All of the data must be returned word for word.

+===+

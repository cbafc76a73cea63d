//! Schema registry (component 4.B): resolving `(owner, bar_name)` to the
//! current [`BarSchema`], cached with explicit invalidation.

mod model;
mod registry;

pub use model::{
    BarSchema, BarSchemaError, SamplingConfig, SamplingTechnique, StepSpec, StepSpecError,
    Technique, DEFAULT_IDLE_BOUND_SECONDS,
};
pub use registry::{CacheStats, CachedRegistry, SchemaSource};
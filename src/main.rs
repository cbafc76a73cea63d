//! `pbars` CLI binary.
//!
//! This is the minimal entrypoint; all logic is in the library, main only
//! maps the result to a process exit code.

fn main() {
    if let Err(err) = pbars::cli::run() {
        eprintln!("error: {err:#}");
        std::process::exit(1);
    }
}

+===+

**TASK ANSWER**
repository cbafc76a73cea63d
//! Schema registry (component 4.B): resolving `(owner, bar_name)` to the
//! current [`BarSchema`], cached with explicit invalidation.

mod model;
mod registry;

pub use model::{
    BarSchema, BarSchemaError, SamplingConfig, SamplingTechnique, StepSpec, StepSpecError,
    Technique, DEFAULT_IDLE_BOUND_SECONDS,
};
pub use registry::{CacheStats, CachedRegistry, SchemaSource};
filename src/main.rs
repository cbafc76a73cea63d
//! `pbars` CLI binary.
//!
//! This is the minimal entrypoint; all logic is in the library, main only
//! maps the result to a process exit code.

fn main() {
    if let Err(err) = pbars::cli::run() {
        eprintln!("error: {err:#}");
        std::process::exit(1);
    }
}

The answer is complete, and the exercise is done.